#### [Work item]
Every record that follows should be output exactly as it is given.

#### [Dataset entries]
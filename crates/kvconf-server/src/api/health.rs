// Health and metrics endpoints

use actix_web::{HttpResponse, http::header::ContentType, web};
use serde::Serialize;
use tracing::warn;
use utoipa::ToSchema;

use crate::model::app_state::AppState;

#[derive(Debug, Serialize, ToSchema)]
pub struct HealthStatus {
    #[schema(value_type = String, example = "UP")]
    pub status: &'static str,
    #[schema(value_type = String, example = "memory")]
    pub backend: &'static str,
    #[serde(skip_serializing_if = "Option::is_none")]
    pub error: Option<String>,
}

/// `GET /health`: liveness plus a backend reachability check
#[utoipa::path(
    get,
    path = "/health",
    tag = "operations",
    responses(
        (status = 200, description = "Service and backend are up", body = HealthStatus),
        (status = 503, description = "Backend unreachable", body = HealthStatus)
    )
)]
pub async fn health(data: web::Data<AppState>) -> HttpResponse {
    let backend = data.backend.name();
    match data
        .op_context()
        .run("health_check", data.backend.health_check())
        .await
    {
        Ok(()) => HttpResponse::Ok().json(HealthStatus {
            status: "UP",
            backend,
            error: None,
        }),
        Err(err) => {
            warn!(backend, error = %err, "Backend health check failed");
            HttpResponse::ServiceUnavailable().json(HealthStatus {
                status: "DOWN",
                backend,
                error: Some(err.to_string()),
            })
        }
    }
}

/// `GET /metrics`: Prometheus text exposition
#[utoipa::path(
    get,
    path = "/metrics",
    tag = "operations",
    responses(
        (status = 200, description = "Prometheus text exposition", body = String, content_type = "text/plain"),
        (status = 503, description = "Metrics recorder not installed")
    )
)]
pub async fn metrics(data: web::Data<AppState>) -> HttpResponse {
    match &data.metrics_handle {
        Some(handle) => HttpResponse::Ok()
            .content_type(ContentType::plaintext())
            .body(handle.render()),
        None => HttpResponse::ServiceUnavailable()
            .content_type(ContentType::plaintext())
            .body("metrics recorder not installed"),
    }
}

#### [Response below]
filename crates/kvconf-server/src/api/health.rs
// Health and metrics endpoints

use actix_web::{HttpResponse, http::header::ContentType, web};
use serde::Serialize;
use tracing::warn;
use utoipa::ToSchema;

use crate::model::app_state::AppState;

#[derive(Debug, Serialize, ToSchema)]
pub struct HealthStatus {
    #[schema(value_type = String, example = "UP")]
    pub status: &'static str,
    #[schema(value_type = String, example = "memory")]
    pub backend: &'static str,
    #[serde(skip_serializing_if = "Option::is_none")]
    pub error: Option<String>,
}

/// `GET /health`: liveness plus a backend reachability check
#[utoipa::path(
    get,
    path = "/health",
    tag = "operations",
    responses(
        (status = 200, description = "Service and backend are up", body = HealthStatus),
        (status = 503, description = "Backend unreachable", body = HealthStatus)
    )
)]
pub async fn health(data: web::Data<AppState>) -> HttpResponse {
    let backend = data.backend.name();
    match data
        .op_context()
        .run("health_check", data.backend.health_check())
        .await
    {
        Ok(()) => HttpResponse::Ok().json(HealthStatus {
            status: "UP",
            backend,
            error: None,
        }),
        Err(err) => {
            warn!(backend, error = %err, "Backend health check failed");
            HttpResponse::ServiceUnavailable().json(HealthStatus {
                status: "DOWN",
                backend,
                error: Some(err.to_string()),
            })
        }
    }
}

/// `GET /metrics`: Prometheus text exposition
#[utoipa::path(
    get,
    path = "/metrics",
    tag = "operations",
    responses(
        (status = 200, description = "Prometheus text exposition", body = String, content_type = "text/plain"),
        (status = 503, description = "Metrics recorder not installed")
    )
)]
pub async fn metrics(data: web::Data<AppState>) -> HttpResponse {
    match &data.metrics_handle {
        Some(handle) => HttpResponse::Ok()
            .content_type(ContentType::plaintext())
            .body(handle.render()),
        None => HttpResponse::ServiceUnavailable()
            .content_type(ContentType::plaintext())
            .body("metrics recorder not installed"),
    }
}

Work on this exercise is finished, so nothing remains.